Answer with one number only: how many lines in the material contain "reason".

Information supplied START

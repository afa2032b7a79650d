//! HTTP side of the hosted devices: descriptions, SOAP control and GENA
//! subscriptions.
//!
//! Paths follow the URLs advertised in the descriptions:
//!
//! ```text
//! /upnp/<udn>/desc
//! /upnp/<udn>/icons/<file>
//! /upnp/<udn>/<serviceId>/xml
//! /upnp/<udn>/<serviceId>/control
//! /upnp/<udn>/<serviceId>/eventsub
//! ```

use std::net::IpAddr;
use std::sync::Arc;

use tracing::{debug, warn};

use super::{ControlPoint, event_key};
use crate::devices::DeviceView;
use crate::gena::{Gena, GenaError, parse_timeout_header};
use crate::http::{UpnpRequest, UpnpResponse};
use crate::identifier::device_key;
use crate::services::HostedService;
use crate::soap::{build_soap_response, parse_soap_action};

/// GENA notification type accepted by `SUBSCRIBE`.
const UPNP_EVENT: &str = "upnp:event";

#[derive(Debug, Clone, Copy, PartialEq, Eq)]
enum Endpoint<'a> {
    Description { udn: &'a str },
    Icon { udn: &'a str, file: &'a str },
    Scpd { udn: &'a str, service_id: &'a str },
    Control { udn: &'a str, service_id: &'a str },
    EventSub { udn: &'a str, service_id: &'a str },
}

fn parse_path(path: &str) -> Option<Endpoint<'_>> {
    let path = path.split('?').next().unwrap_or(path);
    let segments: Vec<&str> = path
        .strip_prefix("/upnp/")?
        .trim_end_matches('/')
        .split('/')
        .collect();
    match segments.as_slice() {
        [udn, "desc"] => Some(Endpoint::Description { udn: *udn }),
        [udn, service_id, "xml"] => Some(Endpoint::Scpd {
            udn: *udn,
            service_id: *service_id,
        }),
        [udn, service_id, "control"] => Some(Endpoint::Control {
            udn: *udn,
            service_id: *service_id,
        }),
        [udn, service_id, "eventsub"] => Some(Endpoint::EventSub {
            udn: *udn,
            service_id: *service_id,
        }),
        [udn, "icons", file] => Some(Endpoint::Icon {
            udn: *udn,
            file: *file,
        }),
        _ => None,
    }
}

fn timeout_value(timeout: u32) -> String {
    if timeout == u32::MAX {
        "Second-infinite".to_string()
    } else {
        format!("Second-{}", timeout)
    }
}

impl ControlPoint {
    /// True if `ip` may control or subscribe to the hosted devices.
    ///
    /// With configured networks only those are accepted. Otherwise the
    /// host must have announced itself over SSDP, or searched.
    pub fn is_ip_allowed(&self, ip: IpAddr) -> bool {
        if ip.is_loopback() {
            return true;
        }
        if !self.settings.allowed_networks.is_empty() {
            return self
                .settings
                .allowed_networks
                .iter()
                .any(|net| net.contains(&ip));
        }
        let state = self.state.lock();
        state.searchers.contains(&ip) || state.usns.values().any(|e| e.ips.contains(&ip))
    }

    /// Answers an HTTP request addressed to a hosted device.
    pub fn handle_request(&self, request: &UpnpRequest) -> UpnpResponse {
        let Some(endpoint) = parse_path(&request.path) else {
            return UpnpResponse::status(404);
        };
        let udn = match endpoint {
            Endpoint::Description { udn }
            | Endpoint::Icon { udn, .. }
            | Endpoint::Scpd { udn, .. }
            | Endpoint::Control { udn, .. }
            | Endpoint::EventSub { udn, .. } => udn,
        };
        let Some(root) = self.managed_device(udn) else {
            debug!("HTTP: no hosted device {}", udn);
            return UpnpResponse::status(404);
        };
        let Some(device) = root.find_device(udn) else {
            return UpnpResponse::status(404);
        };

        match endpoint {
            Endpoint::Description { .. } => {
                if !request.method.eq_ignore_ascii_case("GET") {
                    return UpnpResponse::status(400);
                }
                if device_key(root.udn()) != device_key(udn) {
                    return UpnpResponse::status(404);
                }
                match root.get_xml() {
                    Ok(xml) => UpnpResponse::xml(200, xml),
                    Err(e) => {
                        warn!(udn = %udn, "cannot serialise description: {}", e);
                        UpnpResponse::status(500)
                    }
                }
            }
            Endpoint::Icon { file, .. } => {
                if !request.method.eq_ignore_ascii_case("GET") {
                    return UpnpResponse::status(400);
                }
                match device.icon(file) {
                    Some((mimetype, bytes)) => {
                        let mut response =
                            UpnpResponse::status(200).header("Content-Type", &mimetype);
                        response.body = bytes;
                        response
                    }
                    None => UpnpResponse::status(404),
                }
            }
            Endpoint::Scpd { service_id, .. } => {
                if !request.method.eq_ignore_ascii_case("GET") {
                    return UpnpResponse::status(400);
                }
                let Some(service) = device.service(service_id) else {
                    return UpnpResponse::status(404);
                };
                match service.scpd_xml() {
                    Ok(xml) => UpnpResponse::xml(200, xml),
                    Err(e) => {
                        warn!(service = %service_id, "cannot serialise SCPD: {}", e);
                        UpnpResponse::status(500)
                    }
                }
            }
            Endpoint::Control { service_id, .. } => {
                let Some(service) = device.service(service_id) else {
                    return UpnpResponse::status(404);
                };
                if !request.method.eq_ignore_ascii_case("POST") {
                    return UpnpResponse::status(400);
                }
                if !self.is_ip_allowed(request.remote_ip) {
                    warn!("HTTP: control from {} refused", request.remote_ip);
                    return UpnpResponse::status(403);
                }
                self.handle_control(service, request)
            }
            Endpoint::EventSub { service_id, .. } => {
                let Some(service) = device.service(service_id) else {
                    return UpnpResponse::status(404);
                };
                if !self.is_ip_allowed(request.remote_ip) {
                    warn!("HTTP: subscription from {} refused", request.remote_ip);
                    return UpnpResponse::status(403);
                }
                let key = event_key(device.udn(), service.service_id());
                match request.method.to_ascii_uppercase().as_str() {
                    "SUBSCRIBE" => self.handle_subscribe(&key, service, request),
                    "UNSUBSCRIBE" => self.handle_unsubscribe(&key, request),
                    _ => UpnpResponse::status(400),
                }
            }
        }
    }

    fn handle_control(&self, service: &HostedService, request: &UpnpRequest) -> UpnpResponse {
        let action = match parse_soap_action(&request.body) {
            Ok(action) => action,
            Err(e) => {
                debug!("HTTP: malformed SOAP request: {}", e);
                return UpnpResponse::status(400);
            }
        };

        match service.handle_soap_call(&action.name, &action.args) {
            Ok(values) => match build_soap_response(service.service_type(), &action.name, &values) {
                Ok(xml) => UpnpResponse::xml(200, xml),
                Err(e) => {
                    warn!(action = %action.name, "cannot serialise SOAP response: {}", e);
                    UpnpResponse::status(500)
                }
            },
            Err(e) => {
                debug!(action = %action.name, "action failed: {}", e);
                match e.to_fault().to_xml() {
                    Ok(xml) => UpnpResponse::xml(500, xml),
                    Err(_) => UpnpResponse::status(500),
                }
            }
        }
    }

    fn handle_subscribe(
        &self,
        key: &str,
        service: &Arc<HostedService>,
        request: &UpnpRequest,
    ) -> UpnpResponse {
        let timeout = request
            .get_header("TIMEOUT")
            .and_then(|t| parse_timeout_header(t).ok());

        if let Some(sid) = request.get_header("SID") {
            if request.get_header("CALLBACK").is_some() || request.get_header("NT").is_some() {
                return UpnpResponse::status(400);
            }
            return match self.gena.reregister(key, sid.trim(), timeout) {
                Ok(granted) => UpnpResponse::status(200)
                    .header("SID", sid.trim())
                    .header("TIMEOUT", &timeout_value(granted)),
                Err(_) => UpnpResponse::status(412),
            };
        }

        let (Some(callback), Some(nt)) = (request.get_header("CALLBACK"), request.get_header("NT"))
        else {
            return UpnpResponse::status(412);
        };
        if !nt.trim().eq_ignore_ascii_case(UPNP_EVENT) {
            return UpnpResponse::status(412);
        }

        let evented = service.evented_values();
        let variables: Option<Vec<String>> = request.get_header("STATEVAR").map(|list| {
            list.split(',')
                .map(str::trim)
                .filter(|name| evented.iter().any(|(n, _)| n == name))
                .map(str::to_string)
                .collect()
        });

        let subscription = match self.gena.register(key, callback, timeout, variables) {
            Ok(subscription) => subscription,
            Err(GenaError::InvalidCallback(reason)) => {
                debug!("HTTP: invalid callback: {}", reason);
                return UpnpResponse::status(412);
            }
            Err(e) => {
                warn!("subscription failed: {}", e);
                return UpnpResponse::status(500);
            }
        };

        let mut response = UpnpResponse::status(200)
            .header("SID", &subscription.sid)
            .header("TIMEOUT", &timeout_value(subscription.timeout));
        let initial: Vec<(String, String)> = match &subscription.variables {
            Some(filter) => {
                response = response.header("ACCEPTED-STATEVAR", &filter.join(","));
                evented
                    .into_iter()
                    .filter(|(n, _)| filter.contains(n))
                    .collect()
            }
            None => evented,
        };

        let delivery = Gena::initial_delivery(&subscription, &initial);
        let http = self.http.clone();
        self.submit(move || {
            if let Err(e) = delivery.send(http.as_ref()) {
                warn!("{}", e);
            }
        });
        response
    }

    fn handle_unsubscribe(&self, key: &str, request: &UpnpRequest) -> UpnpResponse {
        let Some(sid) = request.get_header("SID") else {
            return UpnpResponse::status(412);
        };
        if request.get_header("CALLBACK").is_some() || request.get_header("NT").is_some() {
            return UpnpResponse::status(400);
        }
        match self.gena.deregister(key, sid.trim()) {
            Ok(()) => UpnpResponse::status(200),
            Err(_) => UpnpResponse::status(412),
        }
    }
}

Information supplied END

» **Written solution**
2